2. The method (600) as claimed in claim 1, wherein the one or more attributes is in the form of at least one of, keys and values.

3. The method (600) as claimed in claim 1, wherein the at least one configuration operation pertains to, add, modify, delete, concatenate, match and replace the attribute keys and values.

4. The method (600) as claimed in claim 1, wherein the step of, receiving, a response from a second node (125b) in the network (105) pertaining to attributes associated with the second node (125b), includes the step of:
pinging, by the one or more processors (205), the second node (125b) to receive information pertaining to the attributes associated with the second node (125b).

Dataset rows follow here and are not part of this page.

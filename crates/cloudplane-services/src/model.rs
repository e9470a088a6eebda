//! Integrated service instance model
//!
//! A [`ServiceInstance`] pairs the desired state (`spec`, written by the API
//! layer) with the observed state (`status`, written only by the
//! reconciler) of one service attached to one cluster.

use crate::upgrade::UpgradePaths;
use chrono::{DateTime, Utc};
use serde::{Deserialize, Serialize};
use std::fmt;

/// Identifies one service on one cluster
#[derive(Debug, Clone, PartialEq, Eq, Hash, PartialOrd, Ord, Serialize, Deserialize)]
pub struct ServiceKey {
    pub cluster_id: u64,
    pub service_name: String,
}

impl ServiceKey {
    pub fn new(cluster_id: u64, service_name: impl Into<String>) -> Self {
        Self {
            cluster_id,
            service_name: service_name.into(),
        }
    }
}

impl fmt::Display for ServiceKey {
    fn fmt(&self, f: &mut fmt::Formatter<'_>) -> fmt::Result {
        write!(f, "{}/{}", self.cluster_id, self.service_name)
    }
}

/// Desired state of a service
#[derive(Debug, Clone, PartialEq, Serialize, Deserialize)]
pub struct ServiceSpec {
    pub service_name: String,
    pub requested_version: String,
    pub enabled: bool,

    /// Service-specific configuration, opaque to the reconciler
    #[serde(default)]
    pub config: serde_json::Value,
}

impl ServiceSpec {
    pub fn new(service_name: impl Into<String>, requested_version: impl Into<String>) -> Self {
        Self {
            service_name: service_name.into(),
            requested_version: requested_version.into(),
            enabled: true,
            config: serde_json::Value::Null,
        }
    }

    pub fn with_config(mut self, config: serde_json::Value) -> Self {
        self.config = config;
        self
    }

    pub fn disabled(mut self) -> Self {
        self.enabled = false;
        self
    }
}

/// Whether the phase machine governs a service
#[derive(Debug, Clone, Copy, Default, PartialEq, Eq, Serialize, Deserialize)]
pub enum ManagementStatus {
    /// No active reconciliation
    #[default]
    Unmanaged,
    /// The phase machine governs the service
    Managed,
    /// Reconciliation refuses to proceed until the spec changes
    Invalid,
}

impl fmt::Display for ManagementStatus {
    fn fmt(&self, f: &mut fmt::Formatter<'_>) -> fmt::Result {
        match self {
            ManagementStatus::Unmanaged => write!(f, "unmanaged"),
            ManagementStatus::Managed => write!(f, "managed"),
            ManagementStatus::Invalid => write!(f, "invalid"),
        }
    }
}

/// Step of the install/upgrade/uninstall state machine
#[derive(Debug, Clone, Copy, PartialEq, Eq, Hash, Serialize, Deserialize)]
pub enum Phase {
    PreInstalling,
    PreInstallFailed,
    Installing,
    InstallFailed,
    PostInstall,
    PostInstallFailed,
    Installed,
    Uninstalling,
    UninstallFailed,
    Uninstalled,
}

impl Phase {
    pub fn as_str(&self) -> &'static str {
        match self {
            Phase::PreInstalling => "PreInstalling",
            Phase::PreInstallFailed => "PreInstallFailed",
            Phase::Installing => "Installing",
            Phase::InstallFailed => "InstallFailed",
            Phase::PostInstall => "PostInstall",
            Phase::PostInstallFailed => "PostInstallFailed",
            Phase::Installed => "Installed",
            Phase::Uninstalling => "Uninstalling",
            Phase::UninstallFailed => "UninstallFailed",
            Phase::Uninstalled => "Uninstalled",
        }
    }

    /// Phases that execute a provider step when reconciled
    pub fn is_in_progress(&self) -> bool {
        matches!(
            self,
            Phase::PreInstalling | Phase::Installing | Phase::PostInstall | Phase::Uninstalling
        )
    }

    pub fn is_failed(&self) -> bool {
        self.retry_phase().is_some()
    }

    pub fn is_terminal_success(&self) -> bool {
        matches!(self, Phase::Installed | Phase::Uninstalled)
    }

    /// Whether the phase belongs to an install or upgrade cycle
    pub fn is_install_cycle(&self) -> bool {
        !matches!(
            self,
            Phase::Uninstalling | Phase::UninstallFailed | Phase::Uninstalled
        )
    }

    /// Phase entered when this phase's step succeeds
    pub fn on_success(&self) -> Option<Phase> {
        match self {
            Phase::PreInstalling => Some(Phase::Installing),
            Phase::Installing => Some(Phase::PostInstall),
            Phase::PostInstall => Some(Phase::Installed),
            Phase::Uninstalling => Some(Phase::Uninstalled),
            _ => None,
        }
    }

    /// Phase entered when this phase's step fails
    pub fn on_failure(&self) -> Option<Phase> {
        match self {
            Phase::PreInstalling => Some(Phase::PreInstallFailed),
            Phase::Installing => Some(Phase::InstallFailed),
            Phase::PostInstall => Some(Phase::PostInstallFailed),
            Phase::Uninstalling => Some(Phase::UninstallFailed),
            _ => None,
        }
    }

    /// In-progress phase a failed phase re-enters on retry
    pub fn retry_phase(&self) -> Option<Phase> {
        match self {
            Phase::PreInstallFailed => Some(Phase::PreInstalling),
            Phase::InstallFailed => Some(Phase::Installing),
            Phase::PostInstallFailed => Some(Phase::PostInstall),
            Phase::UninstallFailed => Some(Phase::Uninstalling),
            _ => None,
        }
    }
}

impl fmt::Display for Phase {
    fn fmt(&self, f: &mut fmt::Formatter<'_>) -> fmt::Result {
        f.write_str(self.as_str())
    }
}

/// Observed state of a service, owned by the reconciler
#[derive(Debug, Clone, PartialEq, Serialize, Deserialize)]
pub struct ServiceStatus {
    /// Target version -> ordered chain of versions an upgrade to it must pass
    #[serde(default)]
    pub available_upgrade_paths: UpgradePaths,

    pub installed_version: Option<String>,

    #[serde(default)]
    pub management_status: ManagementStatus,

    pub phase: Option<Phase>,

    /// Version the current cycle is converging to
    pub converging_to_version: Option<String>,

    /// Spec generation this status was last planned against
    #[serde(default)]
    pub observed_generation: u64,

    /// Consecutive failed steps since the last successful cycle
    #[serde(default)]
    pub failure_count: u32,

    /// Last failure or invalidity reason
    pub message: Option<String>,

    pub updated_at: DateTime<Utc>,
}

impl Default for ServiceStatus {
    fn default() -> Self {
        Self {
            available_upgrade_paths: UpgradePaths::new(),
            installed_version: None,
            management_status: ManagementStatus::Unmanaged,
            phase: None,
            converging_to_version: None,
            observed_generation: 0,
            failure_count: 0,
            message: None,
            updated_at: Utc::now(),
        }
    }
}

/// One integrated service attached to one cluster
#[derive(Debug, Clone, PartialEq, Serialize, Deserialize)]
pub struct ServiceInstance {
    pub cluster_id: u64,

    /// Bumped by the API layer on every spec write and retry request
    pub generation: u64,

    pub spec: ServiceSpec,

    #[serde(default)]
    pub status: ServiceStatus,
}

impl ServiceInstance {
    pub fn new(cluster_id: u64, spec: ServiceSpec) -> Self {
        Self {
            cluster_id,
            generation: 1,
            spec,
            status: ServiceStatus::default(),
        }
    }

    pub fn key(&self) -> ServiceKey {
        ServiceKey::new(self.cluster_id, self.spec.service_name.clone())
    }

    /// Whether the spec changed (or a retry was requested) since the last plan
    pub fn has_new_generation(&self) -> bool {
        self.generation > self.status.observed_generation
    }
}
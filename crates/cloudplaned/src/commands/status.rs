use crate::daemon::Daemon;
use cloudplane_services::{ManagementStatus, Phase, ServiceError, ServiceInstance};
use colored::Colorize;

pub async fn handle(daemon: &Daemon, user: &str, cluster_id: Option<u64>) -> anyhow::Result<()> {
    let cluster_ids: Vec<u64> = match cluster_id {
        Some(id) => vec![id],
        None => {
            let mut ids: Vec<u64> = daemon.clusters.iter().map(|c| c.id).collect();
            ids.sort_unstable();
            ids
        }
    };

    let mut shown = 0;
    for id in cluster_ids {
        let instances = match daemon.api.list(user, id).await {
            Ok(instances) => instances,
            // Only the clusters the user may see are listed
            Err(ServiceError::Forbidden { .. }) if cluster_id.is_none() => continue,
            Err(e) => return Err(e.into()),
        };

        for instance in &instances {
            print_instance(instance);
            shown += 1;
        }
    }

    if shown == 0 {
        println!("{}", "No integrated services".dimmed());
    }
    Ok(())
}

pub fn print_instance(instance: &ServiceInstance) {
    let status = &instance.status;
    let phase = match status.phase {
        Some(phase) => colored_phase(phase),
        None => "-".dimmed().to_string(),
    };
    let management = match status.management_status {
        ManagementStatus::Invalid => status.management_status.to_string().red().to_string(),
        _ => status.management_status.to_string(),
    };

    println!(
        "{}  {}  {}  installed={}  requested={}{}",
        instance.key().to_string().bold(),
        phase,
        management,
        status.installed_version.as_deref().unwrap_or("-"),
        instance.spec.requested_version,
        if instance.spec.enabled {
            String::new()
        } else {
            " (disabled)".dimmed().to_string()
        }
    );
    if let Some(message) = &status.message {
        println!("    {}", message.yellow());
    }
    println!(
        "    generation {} (observed {}), updated {}",
        instance.generation,
        status.observed_generation,
        status.updated_at.format("%Y-%m-%d %H:%M:%S UTC")
    );
}

fn colored_phase(phase: Phase) -> String {
    if phase.is_failed() {
        phase.as_str().red().to_string()
    } else if phase.is_terminal_success() {
        phase.as_str().green().to_string()
    } else {
        phase.as_str().cyan().to_string()
    }
}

5. The method (600) as claimed in claim 1, wherein the step of, retrieving, a configuration logic from a cache data store (410) based on the identified at least one configuration operation from the request, includes the steps of:
mapping, by the one or more processors (205), the identified at least one configuration operation with a plurality of configuration logics present in the cache data store (410);
identifying, by the one or more processors (205), the configuration logic based on the mapping.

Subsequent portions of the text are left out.